Deux ans plus tard, après la défaite d'Otton IV à Bouvines (→ bataille de Bouvines), Frédéric était maître de l'Allemagne entière. D'abord fils respectueux de l'Église, il prit la croix et favorisa les évêques au détriment des villes. Mais contrairement à sa promesse de ne pas unir sous le même sceptre l'Allemagne et la Sicile, il fit proclamer roi des Romains en 1220 son fils Henri (VII) [né en 1211], déjà roi de Sicile depuis 1212. Néanmoins, le pape Honorius III le couronna empereur, dans l'espoir de hâter la croisade. Frédéric ajourna trois fois son départ, voulant au préalable rétablir son autorité dans son royaume sicilien, puis en Italie du Nord, où il échoua : Milan reconstitua contre lui la Ligue lombarde avec douze autres villes (1226).

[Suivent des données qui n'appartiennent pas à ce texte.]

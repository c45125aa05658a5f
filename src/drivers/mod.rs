//! Peripheral drivers: the real bit-banged converter, its deterministic
//! simulation twin, and the user button.

pub mod ads1232;
pub mod button;
pub mod sim;
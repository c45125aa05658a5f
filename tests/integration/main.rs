//! Integration test driver for the `tests/integration/` tree.
//!
//! One module per subsystem flow, all driven through the mock adapters in
//! `mock_hw` — no converter, button, or filesystem required; everything
//! runs on the host.

mod calibration_flow_tests;
mod session_tests;
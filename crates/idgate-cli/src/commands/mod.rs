//! Subcommand implementations.

pub mod login;
pub mod logout;
pub mod run;
pub mod session;

use std::path::PathBuf;
use std::sync::Arc;

use anyhow::{Context, Result};

use idgate_core::auth::{Authenticator, GrantType};
use idgate_core::config::Config;
use idgate_core::oauth::OAuthClient;
use idgate_core::store::{SessionStore, StoreType};

pub fn open_store(store_type: StoreType, store_dir: Option<PathBuf>) -> Result<Arc<dyn SessionStore>> {
    store_type
        .open(store_dir)
        .with_context(|| format!("Failed to open {} session store", store_type))
}

/// Authenticator backed by the configured OAuth2 client.
pub fn authenticator(
    config: &Config,
    grant_type: GrantType,
    store: Arc<dyn SessionStore>,
) -> Result<Arc<Authenticator>> {
    let client = OAuthClient::new(config)?;
    let authenticator = Authenticator::builder()
        .store(store)
        .client(Arc::new(client))
        .grant_type(grant_type)
        .build()?;
    Ok(Arc::new(authenticator))
}
use std::path::PathBuf;

use anyhow::{Context, Result};
use tokio_util::sync::CancellationToken;

use idgate_core::auth::GrantType;
use idgate_core::config::Config;
use idgate_core::store::StoreType;

pub async fn run(
    grant_type: GrantType,
    store_type: StoreType,
    store_dir: Option<PathBuf>,
    cancel: &CancellationToken,
) -> Result<()> {
    let config = Config::load()?;
    let store = super::open_store(store_type, store_dir)?;
    let authenticator = super::authenticator(&config, grant_type, store.clone())?;

    let session = authenticator
        .force_login(cancel)
        .await
        .context("Login failed")?;

    println!("Logged in.");
    println!("  Session: {}", session.session_id);
    println!(
        "  Expires: {} ({} minutes)",
        session.expiry.to_rfc3339(),
        session.minutes_until_expiry()
    );
    println!("  Stored in: {}", store.location());
    Ok(())
}
use std::collections::HashSet;

use async_trait::async_trait;
use tracing::warn;

use super::{Middleware, Next, Request, Response};
use crate::error::{Error, Result};

/// Rejects calls to tools that were not advertised for this run.
///
/// Clients normally only call listed tools; this keeps a filtered-out write
/// tool from being invoked by name anyway.
pub struct PolicyMiddleware {
    allowed: HashSet<String>,
}

impl PolicyMiddleware {
    pub fn new<I, S>(allowed: I) -> Self
    where
        I: IntoIterator<Item = S>,
        S: Into<String>,
    {
        Self {
            allowed: allowed.into_iter().map(Into::into).collect(),
        }
    }
}

#[async_trait]
impl Middleware for PolicyMiddleware {
    fn name(&self) -> &'static str {
        "policy"
    }

    async fn handle(&self, request: Request, next: Next<'_>) -> Result<Response> {
        if !request.is_tool_call() {
            return next.run(request).await;
        }

        let name = match request.tool_call_params() {
            Ok(call) => call.name,
            Err(e) => return Err(Error::tool("<unknown>", format!("invalid tool call: {}", e))),
        };

        if !self.allowed.contains(&name) {
            warn!(tool = %name, "Call to tool that is not enabled");
            return Err(Error::ToolUnavailable(name));
        }

        next.run(request).await
    }
}

#[cfg(test)]
mod tests {
    use super::*;
    use crate::middleware::{Handler, Pipeline, ToolCall};
    use serde_json::json;
    use std::sync::Arc;

    struct Ok200;

    #[async_trait]
    impl Handler for Ok200 {
        async fn call(&self, _request: Request) -> Result<Response> {
            Ok(json!({ "ok": true }))
        }
    }

    fn call(name: &str) -> Request {
        Request::tool_call(&ToolCall {
            name: name.to_string(),
            arguments: None,
        })
    }

    #[tokio::test]
    async fn test_allowed_tool_passes() {
        let pipeline = Pipeline::new(Arc::new(Ok200)).with(PolicyMiddleware::new(["list_environments"]));
        let response = pipeline.dispatch(call("list_environments")).await.unwrap();
        assert_eq!(response["ok"], true);
    }

    #[tokio::test]
    async fn test_filtered_tool_is_rejected() {
        let pipeline = Pipeline::new(Arc::new(Ok200)).with(PolicyMiddleware::new(["list_environments"]));
        let err = pipeline.dispatch(call("create_environment")).await.unwrap_err();
        assert!(matches!(err, Error::ToolUnavailable(ref name) if name == "create_environment"));
    }

    #[tokio::test]
    async fn test_listing_is_not_filtered() {
        let pipeline = Pipeline::new(Arc::new(Ok200)).with(PolicyMiddleware::new(Vec::<String>::new()));
        assert!(pipeline.dispatch(Request::list_tools()).await.is_ok());
    }
}
use keyring::Entry;
use tracing::debug;

use super::SessionStore;
use crate::auth::AuthSession;
use crate::error::StoreError;

const SERVICE_NAME: &str = "idgate";

/// Fixed account name: one session per machine profile.
const ACCOUNT_NAME: &str = "session";

/// Stores the session JSON document in the OS keychain.
pub struct KeychainSessionStore {
    entry: Entry,
}

impl KeychainSessionStore {
    pub fn new() -> Result<Self, StoreError> {
        Ok(Self::with_entry(Entry::new(SERVICE_NAME, ACCOUNT_NAME)?))
    }

    /// Store backed by an existing entry (mock credentials in tests).
    pub fn with_entry(entry: Entry) -> Self {
        Self { entry }
    }
}

impl SessionStore for KeychainSessionStore {
    fn put_session(&self, session: &AuthSession) -> Result<(), StoreError> {
        let contents = serde_json::to_string(session).map_err(StoreError::Serialization)?;
        self.entry.set_password(&contents)?;
        debug!(session_id = %session.session_id, "Session written to keychain");
        Ok(())
    }

    fn get_session(&self) -> Result<AuthSession, StoreError> {
        let contents = match self.entry.get_password() {
            Ok(contents) => contents,
            Err(keyring::Error::NoEntry) => return Err(StoreError::NotFound),
            Err(e) => return Err(e.into()),
        };
        serde_json::from_str(&contents).map_err(StoreError::Corrupt)
    }

    fn delete_session(&self) -> Result<(), StoreError> {
        match self.entry.delete_credential() {
            Ok(()) => {
                debug!("Session removed from keychain");
                Ok(())
            }
            Err(keyring::Error::NoEntry) => Ok(()),
            Err(e) => Err(e.into()),
        }
    }

    fn location(&self) -> String {
        format!("keychain ({}/{})", SERVICE_NAME, ACCOUNT_NAME)
    }
}
use std::fs;
use std::io::{self, Write};
use std::path::{Path, PathBuf};

use tracing::debug;

use super::SessionStore;
use crate::auth::AuthSession;
use crate::error::StoreError;

/// Directory created under the base directory (home by default)
const SESSION_DIR: &str = ".idgate";

/// Session file name inside `SESSION_DIR`
const SESSION_FILE: &str = "session.json";

/// Stores the session as a JSON document readable only by the owner.
pub struct FileSessionStore {
    base_dir: PathBuf,
}

impl FileSessionStore {
    /// Store rooted at the current user's home directory.
    pub fn new() -> Result<Self, StoreError> {
        let home = dirs::home_dir().ok_or(StoreError::NoHomeDirectory)?;
        Ok(Self::with_base_dir(home))
    }

    /// Store rooted at an explicit directory (used by tests).
    pub fn with_base_dir(base_dir: PathBuf) -> Self {
        Self { base_dir }
    }

    pub fn session_path(&self) -> PathBuf {
        self.base_dir.join(SESSION_DIR).join(SESSION_FILE)
    }

    fn io_error(path: &Path, source: io::Error) -> StoreError {
        StoreError::Io {
            path: path.to_path_buf(),
            source,
        }
    }

    fn create_dir(dir: &Path) -> Result<(), StoreError> {
        let mut builder = fs::DirBuilder::new();
        builder.recursive(true);
        #[cfg(unix)]
        {
            use std::os::unix::fs::DirBuilderExt;
            builder.mode(0o700);
        }
        builder.create(dir).map_err(|e| Self::io_error(dir, e))
    }

    /// Write to a sibling temp file, then rename over the target so readers
    /// see either the old document or the new one. A failed write leaves no
    /// temp file behind.
    fn write_atomic(path: &Path, contents: &[u8]) -> Result<(), StoreError> {
        let tmp_path = path.with_extension("json.tmp");
        let result = Self::write_then_rename(&tmp_path, path, contents);
        if result.is_err() {
            if let Err(e) = fs::remove_file(&tmp_path) {
                if e.kind() != io::ErrorKind::NotFound {
                    debug!(path = %tmp_path.display(), error = %e, "Could not remove temp session file");
                }
            }
        }
        result
    }

    fn write_then_rename(tmp_path: &Path, path: &Path, contents: &[u8]) -> Result<(), StoreError> {
        let mut options = fs::OpenOptions::new();
        options.write(true).create(true).truncate(true);
        #[cfg(unix)]
        {
            use std::os::unix::fs::OpenOptionsExt;
            options.mode(0o600);
        }

        let mut file = options
            .open(tmp_path)
            .map_err(|e| Self::io_error(tmp_path, e))?;
        file.write_all(contents)
            .and_then(|_| file.sync_all())
            .map_err(|e| Self::io_error(tmp_path, e))?;
        drop(file);

        // The temp file may predate this process with looser permissions.
        #[cfg(unix)]
        {
            use std::os::unix::fs::PermissionsExt;
            fs::set_permissions(tmp_path, fs::Permissions::from_mode(0o600))
                .map_err(|e| Self::io_error(tmp_path, e))?;
        }

        fs::rename(tmp_path, path).map_err(|e| Self::io_error(path, e))
    }
}

impl SessionStore for FileSessionStore {
    fn put_session(&self, session: &AuthSession) -> Result<(), StoreError> {
        let path = self.session_path();
        let contents = serde_json::to_vec_pretty(session).map_err(StoreError::Serialization)?;

        if let Some(parent) = path.parent() {
            Self::create_dir(parent)?;
        }
        Self::write_atomic(&path, &contents)?;

        debug!(path = %path.display(), session_id = %session.session_id, "Session written");
        Ok(())
    }

    fn get_session(&self) -> Result<AuthSession, StoreError> {
        let path = self.session_path();
        let contents = match fs::read(&path) {
            Ok(contents) => contents,
            Err(e) if e.kind() == io::ErrorKind::NotFound => return Err(StoreError::NotFound),
            Err(e) => return Err(Self::io_error(&path, e)),
        };
        serde_json::from_slice(&contents).map_err(StoreError::Corrupt)
    }

    fn delete_session(&self) -> Result<(), StoreError> {
        let path = self.session_path();
        match fs::remove_file(&path) {
            Ok(()) => {
                debug!(path = %path.display(), "Session file removed");
                Ok(())
            }
            Err(e) if e.kind() == io::ErrorKind::NotFound => Ok(()),
            Err(e) => Err(Self::io_error(&path, e)),
        }
    }

    fn location(&self) -> String {
        self.session_path().display().to_string()
    }
}

// ============================================================================
// Tests
// ============================================================================

#[cfg(test)]
mod tests {
    use super::*;
    use chrono::{Duration, Utc};
    use tempfile::TempDir;

    fn create_temp_store() -> (FileSessionStore, TempDir) {
        let temp_dir = TempDir::new().unwrap();
        let store = FileSessionStore::with_base_dir(temp_dir.path().to_path_buf());
        (store, temp_dir)
    }

    fn sample_session(id: &str) -> AuthSession {
        AuthSession {
            access_token: format!("access-{}", id),
            refresh_token: format!("refresh-{}", id),
            expiry: Utc::now() + Duration::hours(1),
            session_id: id.to_string(),
        }
    }

    #[test]
    fn test_put_then_get_returns_same_session() {
        let (store, _temp_dir) = create_temp_store();
        let session = sample_session("s1");

        store.put_session(&session).unwrap();

        let loaded = store.get_session().unwrap();
        assert_eq!(loaded, session);
        assert!(store.has_session().unwrap());
    }

    #[test]
    fn test_fresh_store_is_empty() {
        let (store, _temp_dir) = create_temp_store();
        assert!(!store.has_session().unwrap());
        assert!(matches!(store.get_session(), Err(StoreError::NotFound)));
    }

    #[test]
    fn test_put_overwrites_previous_session() {
        let (store, _temp_dir) = create_temp_store();
        store.put_session(&sample_session("old")).unwrap();
        store.put_session(&sample_session("new")).unwrap();

        let loaded = store.get_session().unwrap();
        assert_eq!(loaded.session_id, "new");
        assert_eq!(loaded.access_token, "access-new");
    }

    #[test]
    fn test_delete_is_idempotent() {
        let (store, _temp_dir) = create_temp_store();
        store.delete_session().unwrap();

        store.put_session(&sample_session("s1")).unwrap();
        store.delete_session().unwrap();
        assert!(!store.has_session().unwrap());
        store.delete_session().unwrap();
    }

    #[test]
    fn test_corrupt_file_is_an_error() {
        let (store, _temp_dir) = create_temp_store();
        let path = store.session_path();
        fs::create_dir_all(path.parent().unwrap()).unwrap();
        fs::write(&path, "{not json").unwrap();

        assert!(matches!(store.has_session(), Err(StoreError::Corrupt(_))));
        assert!(matches!(store.get_session(), Err(StoreError::Corrupt(_))));
    }

    #[test]
    fn test_expired_session_still_loads() {
        let (store, _temp_dir) = create_temp_store();
        let mut session = sample_session("old");
        session.expiry = Utc::now() - Duration::hours(1);
        store.put_session(&session).unwrap();

        let loaded = store.get_session().unwrap();
        assert!(loaded.is_expired());
    }

    #[test]
    fn test_file_is_plain_json_document() {
        let (store, _temp_dir) = create_temp_store();
        store.put_session(&sample_session("s1")).unwrap();

        let contents = fs::read_to_string(store.session_path()).unwrap();
        let value: serde_json::Value = serde_json::from_str(&contents).unwrap();
        assert_eq!(value["sessionId"], "s1");
        assert_eq!(value["accessToken"], "access-s1");
        assert_eq!(value["refreshToken"], "refresh-s1");
        assert!(value["expiry"].as_str().is_some());
    }

    #[test]
    #[cfg(unix)]
    fn test_file_permissions() {
        use std::os::unix::fs::PermissionsExt;

        let (store, _temp_dir) = create_temp_store();
        store.put_session(&sample_session("s1")).unwrap();

        let path = store.session_path();
        let file_mode = fs::metadata(&path).unwrap().permissions().mode();
        assert_eq!(file_mode & 0o777, 0o600);

        let dir_mode = fs::metadata(path.parent().unwrap()).unwrap().permissions().mode();
        assert_eq!(dir_mode & 0o777, 0o700);
    }

    #[test]
    fn test_failed_write_removes_temp_file() {
        let (store, _temp_dir) = create_temp_store();
        let path = store.session_path();
        // A non-empty directory where the session file goes makes the rename fail.
        fs::create_dir_all(path.join("occupied")).unwrap();

        let result = store.put_session(&sample_session("s1"));

        assert!(matches!(result, Err(StoreError::Io { .. })));
        assert!(!path.with_extension("json.tmp").exists());
        assert!(path.is_dir());
    }
}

Pour en savoir plus, voir les articles croisade, Sicile.
Dès son avènement, le pape Grégoire IX, exaspéré des atermoiements de Frédéric, l'excommunia (1227). Pourtant, l'année suivante, celui-ci s'embarqua pour la Terre sainte. Mais au lieu de la conquérir de haute lutte, il négocia avec le sultan ayyubide al-Malik al-Kamil et en obtint la cession de Jérusalem, Nazareth et Bethléem, ainsi que de deux couloirs reliant ces villes à la côte. Accueilli à Jérusalem par le sultan, il se couronna lui-même roi de Jérusalem.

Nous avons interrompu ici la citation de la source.